Het Hof bevestigt de uitspraak van de Rechtbank.
Deze uitspraak is gedaan door mr. A.J.H. van Suilen, voorzitter, mr. G.B.A. Brummer en mr. A.J. van Lint, in tegenwoordigheid van dr. J.W.J. de Kort als griffier.
De beslissing is op 15 juni 2021 in het openbaar uitgesproken.
De griffier is verhinderd De voorzitter,
de uitspraak te ondertekenen.
(J.W.J. de Kort) (A.J.H. van Suilen)
Afschriften zijn aangetekend per post verzonden op 15 juni 2021.
Rechtsmiddel
Tegen deze uitspraak kunnen beide partijen binnen zes weken na de verzenddatum beroep in cassatie instellen bij
de Hoge Raad der Nederlanden via het webportaal van de Hoge Raadwww.hogeraad.nl.
Bepaalde personen die niet worden vertegenwoordigd door een gemachtigde die beroepsmatig rechtsbijstand verleent, mogen per post beroep in cassatie instellen. Dit zijn natuurlijke personen en verenigingen waarvan de statuten niet zijn opgenomen in een notariële akte. Als zij geen gebruik willen maken van digitaal procederen kunnen deze personen het beroepschrift in cassatie sturen aan
de Hoge Raad der Nederlanden (belastingkamer), postbus 20303, 2500 EH Den Haag.Alle andere personen en gemachtigden die beroepsmatig rechtsbijstand verlenen, zijn in beginsel verplicht digitaal te procederen (zie
www.hogeraad.nl).
Bij het instellen van beroep in cassatie moet het volgende in acht worden genomen:
1. bij het beroepschrift wordt een afschrift van deze uitspraak gevoegd;
2 - ( alleen bij procederen op papier) het beroepschrift moet ondertekend zijn;
3 - het beroepschrift moet ten minste het volgende vermelden:
a. de naam en het adres van de indiener;
b. de dagtekening;
c. een omschrijving van de uitspraak waartegen het beroep in cassatie is gericht;
d. de gronden van het beroep in cassatie.
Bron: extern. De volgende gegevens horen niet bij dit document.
use std::sync::Arc;

use anyhow::Result;
use serde::Serialize;
use tokio_util::sync::CancellationToken;

use super::{ean::EanDecoder, frame::Frame, state::ScanMode};

const ENABLE_LOGS: bool = true;

use crate::{log_debug, log_warn};

/// Where a frame came from.
#[derive(Debug, Clone, Copy, PartialEq, Eq, Serialize)]
#[serde(rename_all = "camelCase")]
pub enum FrameSource {
    /// Sampled from the running video stream.
    Live,
    /// A full-resolution screenshot.
    Still,
    /// A copy of the current live frame taken for stall recovery.
    Canvas,
}

#[derive(Debug, Clone, Copy, PartialEq, Eq, Serialize)]
#[serde(rename_all = "camelCase")]
pub enum Backend {
    NativeDetector,
    SoftwareDecoder,
}

/// Raw backend output before normalization.
#[derive(Debug, Clone, PartialEq, Eq)]
pub struct Detection {
    pub raw_value: String,
    pub format: Option<String>,
}

/// A decoded barcode, whichever backend produced it.
#[derive(Debug, Clone, PartialEq, Eq, Serialize)]
#[serde(rename_all = "camelCase")]
pub struct ScanHit {
    pub text: String,
    pub backend: Backend,
    pub source: FrameSource,
}

impl ScanHit {
    /// First detection with a non-blank value wins.
    pub fn from_detections(
        detections: Vec<Detection>,
        backend: Backend,
        source: FrameSource,
    ) -> Option<Self> {
        detections.into_iter().find_map(|detection| {
            let text = detection.raw_value.trim();
            (!text.is_empty()).then(|| ScanHit {
                text: text.to_string(),
                backend,
                source,
            })
        })
    }
}

/// One detection backend. Implementations block; callers run them off the
/// async executor.
pub trait BarcodeDecoder: Send + Sync {
    fn backend(&self) -> Backend;

    /// Whether the backend can run on this host. Probed once per session.
    fn is_available(&self) -> bool;

    fn detect(&self, frame: &Frame, source: FrameSource) -> Result<Vec<Detection>>;

    /// Drop any per-session decoding state.
    fn reset(&self) {}
}

/// Registered backends in priority order.
#[derive(Clone)]
pub struct DecoderBackends {
    native: Option<Arc<dyn BarcodeDecoder>>,
    software: Option<Arc<dyn BarcodeDecoder>>,
}

impl DecoderBackends {
    pub fn new(
        native: Option<Arc<dyn BarcodeDecoder>>,
        software: Option<Arc<dyn BarcodeDecoder>>,
    ) -> Self {
        Self { native, software }
    }

    /// The built-in EAN decoder as the software backend, plus an optional
    /// platform detector.
    pub fn with_builtin(native: Option<Arc<dyn BarcodeDecoder>>) -> Self {
        Self::new(native, Some(Arc::new(EanDecoder)))
    }

    /// Availability of the platform detector alone.
    pub fn native_available(&self) -> bool {
        self.native.as_ref().is_some_and(|d| d.is_available())
    }

    pub fn probe(&self) -> ProbedBackends {
        ProbedBackends {
            native: self.native.clone().filter(|d| d.is_available()),
            software: self.software.clone().filter(|d| d.is_available()),
        }
    }
}

/// Backends that passed the availability probe.
#[derive(Clone)]
pub struct ProbedBackends {
    native: Option<Arc<dyn BarcodeDecoder>>,
    software: Option<Arc<dyn BarcodeDecoder>>,
}

impl ProbedBackends {
    pub fn native_available(&self) -> bool {
        self.native.is_some()
    }

    pub fn software_available(&self) -> bool {
        self.software.is_some()
    }

    pub fn mode(&self) -> ScanMode {
        ScanMode::select(self.native_available(), self.software_available())
    }

    pub fn reset(&self) {
        for decoder in self.native.iter().chain(self.software.iter()) {
            decoder.reset();
        }
    }

    /// Try every available backend in priority order on one frame. Backend
    /// errors count as "no result". Returns early once `cancel_token` fires.
    pub async fn detect(
        &self,
        frame: Arc<Frame>,
        source: FrameSource,
        cancel_token: &CancellationToken,
    ) -> Option<ScanHit> {
        for decoder in self.native.iter().chain(self.software.iter()) {
            let backend = decoder.backend();
            let result = tokio::task::spawn_blocking({
                let decoder = Arc::clone(decoder);
                let frame = Arc::clone(&frame);
                move || decoder.detect(&frame, source)
            })
            .await;

            if cancel_token.is_cancelled() {
                return None;
            }

            match result {
                Ok(Ok(detections)) => {
                    if let Some(hit) = ScanHit::from_detections(detections, backend, source) {
                        log_debug!("{backend:?} decoded {} from {source:?} frame", hit.text);
                        return Some(hit);
                    }
                }
                Ok(Err(err)) => log_debug!("{backend:?} failed on {source:?} frame: {err:#}"),
                Err(join_err) => log_warn!("{backend:?} worker join failed: {join_err}"),
            }
        }
        None
    }
}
Voor het instellen van beroep in cassatie is griffierecht verschuldigd. Na het instellen van beroep in cassatie ontvangt de indiener een nota griffierecht van de griffier van de Hoge Raad. In het cassatieberoepschrift kan de Hoge Raad verzocht worden om de wederpartij te veroordelen in de proceskosten.